WORK INSTRUCTION -> A complete, exact copy of the records is needed here.

##### INPUT DATA #####

//! Field validation rules

use super::field::{parse_amount, FormField};
use regex::Regex;
use serde::{Deserialize, Serialize};
use std::collections::BTreeMap;
use std::path::Path;
use std::sync::OnceLock;

/// A check applied to one field's value
#[derive(Debug, Clone, Copy, PartialEq, Eq)]
pub enum Rule {
    Required,
    Email,
    /// Exactly 11 digits, e.g. 03001234567
    Phone,
    /// PK + 2 digits + 4 letters + 16 digits
    Iban,
    /// 13 digits, dashes allowed
    Cnic,
    Amount,
    /// Path to an existing local file
    FileExists,
}

/// Whether relaxable steps are validated
#[derive(Debug, Clone, Copy, PartialEq, Eq, Default, Serialize, Deserialize)]
#[serde(rename_all = "lowercase")]
pub enum ValidationMode {
    Strict,
    #[default]
    Lenient,
}

/// Result of validating a form
#[derive(Debug, Clone, Default, PartialEq, Eq)]
pub struct ValidationResult {
    pub valid: bool,
    pub field_errors: BTreeMap<String, String>,
}

impl ValidationResult {
    pub fn ok() -> Self {
        Self {
            valid: true,
            field_errors: BTreeMap::new(),
        }
    }

    /// Add an error unless the field already has one
    pub fn add(&mut self, field: &str, message: impl Into<String>) {
        self.field_errors
            .entry(field.to_string())
            .or_insert_with(|| message.into());
        self.valid = false;
    }
}

fn email_regex() -> &'static Regex {
    static RE: OnceLock<Regex> = OnceLock::new();
    RE.get_or_init(|| Regex::new(r"^[^\s@]+@[^\s@]+\.[^\s@]+$").expect("valid email pattern"))
}

fn iban_regex() -> &'static Regex {
    static RE: OnceLock<Regex> = OnceLock::new();
    RE.get_or_init(|| Regex::new(r"^PK\d{2}[A-Z]{4}\d{16}$").expect("valid IBAN pattern"))
}

pub fn is_valid_email(value: &str) -> bool {
    email_regex().is_match(value.trim())
}

pub fn is_valid_phone(value: &str) -> bool {
    let value = value.trim();
    value.len() == 11 && value.chars().all(|c| c.is_ascii_digit())
}

pub fn is_valid_iban(value: &str) -> bool {
    iban_regex().is_match(value.trim())
}

pub fn is_valid_cnic(value: &str) -> bool {
    let digits: Vec<char> = value.trim().chars().filter(|c| *c != '-').collect();
    digits.len() == 13 && digits.iter().all(|c| c.is_ascii_digit())
}

/// Check one value against one rule, returning the error message on failure
pub fn check(rule: Rule, value: &str) -> Option<&'static str> {
    let blank = value.trim().is_empty();
    match rule {
        Rule::Required if blank => Some("This field is required"),
        // format rules only apply to filled-in values
        _ if blank => None,
        Rule::Required => None,
        Rule::Email if !is_valid_email(value) => Some("Enter a valid email address"),
        Rule::Phone if !is_valid_phone(value) => Some("Phone must be 11 digits, e.g. 03001234567"),
        Rule::Iban if !is_valid_iban(value) => {
            Some("IBAN must look like PK00ABCD0000000000000000")
        }
        Rule::Cnic if !is_valid_cnic(value) => Some("CNIC must be 13 digits"),
        Rule::Amount if parse_amount(value).is_none() => Some("Enter a whole amount in rupees"),
        Rule::FileExists if !Path::new(value.trim()).is_file() => Some("File not found"),
        _ => None,
    }
}

/// Validate every field's rules, keeping the first failure per field
pub fn validate_fields(fields: &[FormField]) -> ValidationResult {
    let mut result = ValidationResult::ok();
    for field in fields {
        if let Some(message) = field.rules.iter().find_map(|r| check(*r, field.as_text())) {
            result.add(&field.name, message);
        }
    }
    result
}

#[cfg(test)]
mod tests {
    use super::*;

    #[test]
    fn test_iban_format() {
        assert!(is_valid_iban("PK00AAAA0000000000000000"));
        assert!(is_valid_iban("PK36SCBL0000001123456702"));
        assert!(!is_valid_iban("PK0AAAA00000000000000000"));
        assert!(!is_valid_iban("PK00AAA00000000000000000"));
        assert!(!is_valid_iban("GB00AAAA0000000000000000"));
        assert!(!is_valid_iban("PK00aaaa0000000000000000"));
        assert!(!is_valid_iban("PK00AAAA00000000000000000"));
    }

    #[test]
    fn test_phone_format() {
        assert!(is_valid_phone("03001234567"));
        assert!(!is_valid_phone("0300123456"));
        assert!(!is_valid_phone("0300-1234567"));
        assert!(!is_valid_phone("+923001234567"));
    }

    #[test]
    fn test_email_format() {
        assert!(is_valid_email("someone@example.pk"));
        assert!(!is_valid_email("someone@"));
        assert!(!is_valid_email("some one@example.pk"));
        assert!(!is_valid_email("example.pk"));
    }

    #[test]
    fn test_cnic_format() {
        assert!(is_valid_cnic("35202-1234567-1"));
        assert!(is_valid_cnic("3520212345671"));
        assert!(!is_valid_cnic("35202-1234567"));
    }

    #[test]
    fn test_optional_fields_skip_format_rules() {
        assert_eq!(check(Rule::Email, ""), None);
        assert_eq!(check(Rule::Iban, "   "), None);
        assert!(check(Rule::Required, " ").is_some());
    }

    #[test]
    fn test_amount_rule() {
        assert_eq!(check(Rule::Amount, "1,200,000"), None);
        assert!(check(Rule::Amount, "99999999999999999999999").is_some());
    }

    #[test]
    fn test_validate_fields_reports_first_error_per_field() {
        let fields = vec![
            FormField::text("email", "Email")
                .required()
                .with_rule(Rule::Email),
            FormField::text_with_value("phone", "Phone", "123").with_rule(Rule::Phone),
            FormField::text_with_value("name", "Name", "Sana").required(),
        ];
        let result = validate_fields(&fields);
        assert!(!result.valid);
        assert_eq!(
            result.field_errors.get("email").map(String::as_str),
            Some("This field is required")
        );
        assert!(result.field_errors.contains_key("phone"));
        assert!(!result.field_errors.contains_key("name"));
    }

    #[test]
    fn test_file_exists_rule() {
        let file = tempfile::NamedTempFile::new().unwrap();
        let path = file.path().to_string_lossy().to_string();
        assert_eq!(check(Rule::FileExists, &path), None);
        assert!(check(Rule::FileExists, "/definitely/not/here.pdf").is_some());
    }

    #[test]
    fn test_validation_mode_defaults_to_lenient() {
        assert_eq!(ValidationMode::default(), ValidationMode::Lenient);
        let parsed: ValidationMode = serde_json::from_str("\"strict\"").unwrap();
        assert_eq!(parsed, ValidationMode::Strict);
    }
}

#####

ANSWER ->
//! Field validation rules

use super::field::{parse_amount, FormField};
use regex::Regex;
use serde::{Deserialize, Serialize};
use std::collections::BTreeMap;
use std::path::Path;
use std::sync::OnceLock;

/// A check applied to one field's value
#[derive(Debug, Clone, Copy, PartialEq, Eq)]
pub enum Rule {
    Required,
    Email,
    /// Exactly 11 digits, e.g. 03001234567
    Phone,
    /// PK + 2 digits + 4 letters + 16 digits
    Iban,
    /// 13 digits, dashes allowed
    Cnic,
    Amount,
    /// Path to an existing local file
    FileExists,
}

/// Whether relaxable steps are validated
#[derive(Debug, Clone, Copy, PartialEq, Eq, Default, Serialize, Deserialize)]
#[serde(rename_all = "lowercase")]
pub enum ValidationMode {
    Strict,
    #[default]
    Lenient,
}

/// Result of validating a form
#[derive(Debug, Clone, Default, PartialEq, Eq)]
pub struct ValidationResult {
    pub valid: bool,
    pub field_errors: BTreeMap<String, String>,
}

impl ValidationResult {
    pub fn ok() -> Self {
        Self {
            valid: true,
            field_errors: BTreeMap::new(),
        }
    }

    /// Add an error unless the field already has one
    pub fn add(&mut self, field: &str, message: impl Into<String>) {
        self.field_errors
            .entry(field.to_string())
            .or_insert_with(|| message.into());
        self.valid = false;
    }
}

fn email_regex() -> &'static Regex {
    static RE: OnceLock<Regex> = OnceLock::new();
    RE.get_or_init(|| Regex::new(r"^[^\s@]+@[^\s@]+\.[^\s@]+$").expect("valid email pattern"))
}

fn iban_regex() -> &'static Regex {
    static RE: OnceLock<Regex> = OnceLock::new();
    RE.get_or_init(|| Regex::new(r"^PK\d{2}[A-Z]{4}\d{16}$").expect("valid IBAN pattern"))
}

pub fn is_valid_email(value: &str) -> bool {
    email_regex().is_match(value.trim())
}

pub fn is_valid_phone(value: &str) -> bool {
    let value = value.trim();
    value.len() == 11 && value.chars().all(|c| c.is_ascii_digit())
}

pub fn is_valid_iban(value: &str) -> bool {
    iban_regex().is_match(value.trim())
}

pub fn is_valid_cnic(value: &str) -> bool {
    let digits: Vec<char> = value.trim().chars().filter(|c| *c != '-').collect();
    digits.len() == 13 && digits.iter().all(|c| c.is_ascii_digit())
}

/// Check one value against one rule, returning the error message on failure
pub fn check(rule: Rule, value: &str) -> Option<&'static str> {
    let blank = value.trim().is_empty();
    match rule {
        Rule::Required if blank => Some("This field is required"),
        // format rules only apply to filled-in values
        _ if blank => None,
        Rule::Required => None,
        Rule::Email if !is_valid_email(value) => Some("Enter a valid email address"),
        Rule::Phone if !is_valid_phone(value) => Some("Phone must be 11 digits, e.g. 03001234567"),
        Rule::Iban if !is_valid_iban(value) => {
            Some("IBAN must look like PK00ABCD0000000000000000")
        }
        Rule::Cnic if !is_valid_cnic(value) => Some("CNIC must be 13 digits"),
        Rule::Amount if parse_amount(value).is_none() => Some("Enter a whole amount in rupees"),
        Rule::FileExists if !Path::new(value.trim()).is_file() => Some("File not found"),
        _ => None,
    }
}

/// Validate every field's rules, keeping the first failure per field
pub fn validate_fields(fields: &[FormField]) -> ValidationResult {
    let mut result = ValidationResult::ok();
    for field in fields {
        if let Some(message) = field.rules.iter().find_map(|r| check(*r, field.as_text())) {
            result.add(&field.name, message);
        }
    }
    result
}

#[cfg(test)]
mod tests {
    use super::*;

    #[test]
    fn test_iban_format() {
        assert!(is_valid_iban("PK00AAAA0000000000000000"));
        assert!(is_valid_iban("PK36SCBL0000001123456702"));
        assert!(!is_valid_iban("PK0AAAA00000000000000000"));
        assert!(!is_valid_iban("PK00AAA00000000000000000"));
        assert!(!is_valid_iban("GB00AAAA0000000000000000"));
        assert!(!is_valid_iban("PK00aaaa0000000000000000"));
        assert!(!is_valid_iban("PK00AAAA00000000000000000"));
    }

    #[test]
    fn test_phone_format() {
        assert!(is_valid_phone("03001234567"));
        assert!(!is_valid_phone("0300123456"));
        assert!(!is_valid_phone("0300-1234567"));
        assert!(!is_valid_phone("+923001234567"));
    }

    #[test]
    fn test_email_format() {
        assert!(is_valid_email("someone@example.pk"));
        assert!(!is_valid_email("someone@"));
        assert!(!is_valid_email("some one@example.pk"));
        assert!(!is_valid_email("example.pk"));
    }

    #[test]
    fn test_cnic_format() {
        assert!(is_valid_cnic("35202-1234567-1"));
        assert!(is_valid_cnic("3520212345671"));
        assert!(!is_valid_cnic("35202-1234567"));
    }

    #[test]
    fn test_optional_fields_skip_format_rules() {
        assert_eq!(check(Rule::Email, ""), None);
        assert_eq!(check(Rule::Iban, "   "), None);
        assert!(check(Rule::Required, " ").is_some());
    }

    #[test]
    fn test_amount_rule() {
        assert_eq!(check(Rule::Amount, "1,200,000"), None);
        assert!(check(Rule::Amount, "99999999999999999999999").is_some());
    }

    #[test]
    fn test_validate_fields_reports_first_error_per_field() {
        let fields = vec![
            FormField::text("email", "Email")
                .required()
                .with_rule(Rule::Email),
            FormField::text_with_value("phone", "Phone", "123").with_rule(Rule::Phone),
            FormField::text_with_value("name", "Name", "Sana").required(),
        ];
        let result = validate_fields(&fields);
        assert!(!result.valid);
        assert_eq!(
            result.field_errors.get("email").map(String::as_str),
            Some("This field is required")
        );
        assert!(result.field_errors.contains_key("phone"));
        assert!(!result.field_errors.contains_key("name"));
    }

    #[test]
    fn test_file_exists_rule() {
        let file = tempfile::NamedTempFile::new().unwrap();
        let path = file.path().to_string_lossy().to_string();
        assert_eq!(check(Rule::FileExists, &path), None);
        assert!(check(Rule::FileExists, "/definitely/not/here.pdf").is_some());
    }

    #[test]
    fn test_validation_mode_defaults_to_lenient() {
        assert_eq!(ValidationMode::default(), ValidationMode::Lenient);
        let parsed: ValidationMode = serde_json::from_str("\"strict\"").unwrap();
        assert_eq!(parsed, ValidationMode::Strict);
    }
}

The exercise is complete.